Every line below that contains the word "browser" must be copied.
++++ Exercise data ++++
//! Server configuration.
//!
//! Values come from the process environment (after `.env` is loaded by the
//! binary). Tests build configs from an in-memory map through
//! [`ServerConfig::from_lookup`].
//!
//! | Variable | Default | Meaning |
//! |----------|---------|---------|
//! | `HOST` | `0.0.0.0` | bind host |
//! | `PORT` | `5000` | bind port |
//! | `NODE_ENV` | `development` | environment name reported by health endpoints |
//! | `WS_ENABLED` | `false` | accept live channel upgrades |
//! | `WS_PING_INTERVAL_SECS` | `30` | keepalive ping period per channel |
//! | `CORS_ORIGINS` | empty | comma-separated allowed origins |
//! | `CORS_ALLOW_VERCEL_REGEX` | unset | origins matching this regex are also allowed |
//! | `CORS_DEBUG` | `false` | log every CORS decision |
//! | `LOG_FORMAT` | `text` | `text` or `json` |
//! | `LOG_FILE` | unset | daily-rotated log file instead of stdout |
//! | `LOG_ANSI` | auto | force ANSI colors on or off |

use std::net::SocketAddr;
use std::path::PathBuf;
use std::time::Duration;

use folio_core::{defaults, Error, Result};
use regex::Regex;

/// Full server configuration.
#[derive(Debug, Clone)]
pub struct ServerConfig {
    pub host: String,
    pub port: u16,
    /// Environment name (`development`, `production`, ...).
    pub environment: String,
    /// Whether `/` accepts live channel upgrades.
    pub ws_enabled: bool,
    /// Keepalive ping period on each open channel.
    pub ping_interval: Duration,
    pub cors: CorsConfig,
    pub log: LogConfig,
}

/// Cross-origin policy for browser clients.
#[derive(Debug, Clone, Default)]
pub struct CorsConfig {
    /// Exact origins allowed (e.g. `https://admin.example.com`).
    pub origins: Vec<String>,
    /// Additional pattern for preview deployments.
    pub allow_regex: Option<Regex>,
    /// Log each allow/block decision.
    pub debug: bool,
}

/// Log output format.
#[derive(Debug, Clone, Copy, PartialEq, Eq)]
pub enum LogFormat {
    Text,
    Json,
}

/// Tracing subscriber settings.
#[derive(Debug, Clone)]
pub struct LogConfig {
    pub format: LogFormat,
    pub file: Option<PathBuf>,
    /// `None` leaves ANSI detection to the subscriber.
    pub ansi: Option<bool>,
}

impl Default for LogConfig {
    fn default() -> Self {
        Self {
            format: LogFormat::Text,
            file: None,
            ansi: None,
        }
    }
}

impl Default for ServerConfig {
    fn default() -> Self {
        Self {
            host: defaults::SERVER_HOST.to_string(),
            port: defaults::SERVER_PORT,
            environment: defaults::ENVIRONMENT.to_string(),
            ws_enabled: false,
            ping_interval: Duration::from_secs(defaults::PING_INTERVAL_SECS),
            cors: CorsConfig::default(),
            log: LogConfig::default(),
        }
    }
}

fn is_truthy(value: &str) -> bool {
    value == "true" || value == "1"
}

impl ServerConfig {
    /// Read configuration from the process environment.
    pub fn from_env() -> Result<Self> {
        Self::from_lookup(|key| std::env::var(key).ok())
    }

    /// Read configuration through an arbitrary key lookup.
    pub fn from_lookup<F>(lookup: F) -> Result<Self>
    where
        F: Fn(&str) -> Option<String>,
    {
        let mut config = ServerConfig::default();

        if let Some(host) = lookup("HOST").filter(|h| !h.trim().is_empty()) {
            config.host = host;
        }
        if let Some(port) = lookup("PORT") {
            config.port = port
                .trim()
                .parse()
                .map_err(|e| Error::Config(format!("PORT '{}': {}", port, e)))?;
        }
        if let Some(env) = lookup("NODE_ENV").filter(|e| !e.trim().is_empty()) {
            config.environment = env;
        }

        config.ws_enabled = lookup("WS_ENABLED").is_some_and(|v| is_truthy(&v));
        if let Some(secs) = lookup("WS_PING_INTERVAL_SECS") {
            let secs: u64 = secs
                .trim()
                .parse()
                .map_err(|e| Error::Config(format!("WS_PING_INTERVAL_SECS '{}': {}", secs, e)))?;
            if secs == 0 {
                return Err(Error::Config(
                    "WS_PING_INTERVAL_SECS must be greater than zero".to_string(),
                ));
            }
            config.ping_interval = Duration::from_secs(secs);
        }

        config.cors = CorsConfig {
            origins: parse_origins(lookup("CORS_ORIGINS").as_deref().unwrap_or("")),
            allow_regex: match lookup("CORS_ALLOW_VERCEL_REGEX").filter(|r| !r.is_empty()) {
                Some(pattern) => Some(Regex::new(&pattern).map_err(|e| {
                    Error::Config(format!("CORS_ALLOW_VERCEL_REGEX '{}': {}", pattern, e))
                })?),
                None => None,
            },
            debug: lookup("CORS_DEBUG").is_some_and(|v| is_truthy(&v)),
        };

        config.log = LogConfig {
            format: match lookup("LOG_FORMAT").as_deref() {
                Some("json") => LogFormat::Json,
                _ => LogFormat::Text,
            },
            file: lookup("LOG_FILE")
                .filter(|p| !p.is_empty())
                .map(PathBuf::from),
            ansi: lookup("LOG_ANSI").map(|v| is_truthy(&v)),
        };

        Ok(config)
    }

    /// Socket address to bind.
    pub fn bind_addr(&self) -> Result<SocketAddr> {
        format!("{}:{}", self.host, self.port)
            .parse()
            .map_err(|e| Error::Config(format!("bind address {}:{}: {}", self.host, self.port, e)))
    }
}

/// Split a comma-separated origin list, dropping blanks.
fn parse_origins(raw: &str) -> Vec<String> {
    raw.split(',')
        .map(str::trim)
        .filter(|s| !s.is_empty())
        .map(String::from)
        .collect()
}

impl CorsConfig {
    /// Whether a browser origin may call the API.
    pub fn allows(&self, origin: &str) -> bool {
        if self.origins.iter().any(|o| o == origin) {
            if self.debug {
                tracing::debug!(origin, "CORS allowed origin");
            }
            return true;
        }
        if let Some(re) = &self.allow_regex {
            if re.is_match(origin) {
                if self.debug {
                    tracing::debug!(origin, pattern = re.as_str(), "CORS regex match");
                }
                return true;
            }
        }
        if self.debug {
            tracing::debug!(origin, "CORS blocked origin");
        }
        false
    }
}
++++
++++ Exercise data ++++
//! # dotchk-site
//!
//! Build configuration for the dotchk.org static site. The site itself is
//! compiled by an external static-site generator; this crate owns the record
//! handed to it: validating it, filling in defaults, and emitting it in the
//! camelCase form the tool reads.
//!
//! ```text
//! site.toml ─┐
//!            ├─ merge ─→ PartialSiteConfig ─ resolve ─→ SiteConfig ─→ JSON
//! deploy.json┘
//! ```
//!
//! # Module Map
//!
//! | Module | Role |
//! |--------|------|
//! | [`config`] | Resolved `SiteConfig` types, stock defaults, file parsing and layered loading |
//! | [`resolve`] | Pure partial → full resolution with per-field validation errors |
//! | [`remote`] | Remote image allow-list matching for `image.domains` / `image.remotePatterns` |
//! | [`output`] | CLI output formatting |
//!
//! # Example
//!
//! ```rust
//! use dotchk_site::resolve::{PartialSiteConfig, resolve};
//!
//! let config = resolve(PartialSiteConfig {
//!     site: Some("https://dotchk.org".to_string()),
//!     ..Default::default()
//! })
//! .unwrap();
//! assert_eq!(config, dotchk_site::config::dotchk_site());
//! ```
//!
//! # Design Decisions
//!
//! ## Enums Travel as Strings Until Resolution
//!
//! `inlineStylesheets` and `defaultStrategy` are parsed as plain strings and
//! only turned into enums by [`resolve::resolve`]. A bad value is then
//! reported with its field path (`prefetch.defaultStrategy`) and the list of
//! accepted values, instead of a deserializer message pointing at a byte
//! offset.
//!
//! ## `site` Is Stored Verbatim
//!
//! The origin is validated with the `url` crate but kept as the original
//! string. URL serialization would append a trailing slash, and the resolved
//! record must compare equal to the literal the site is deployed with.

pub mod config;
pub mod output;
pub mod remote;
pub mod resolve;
++++
* **Written reply**:
/// Cross-origin policy for browser clients.
    /// Whether a browser origin may call the API.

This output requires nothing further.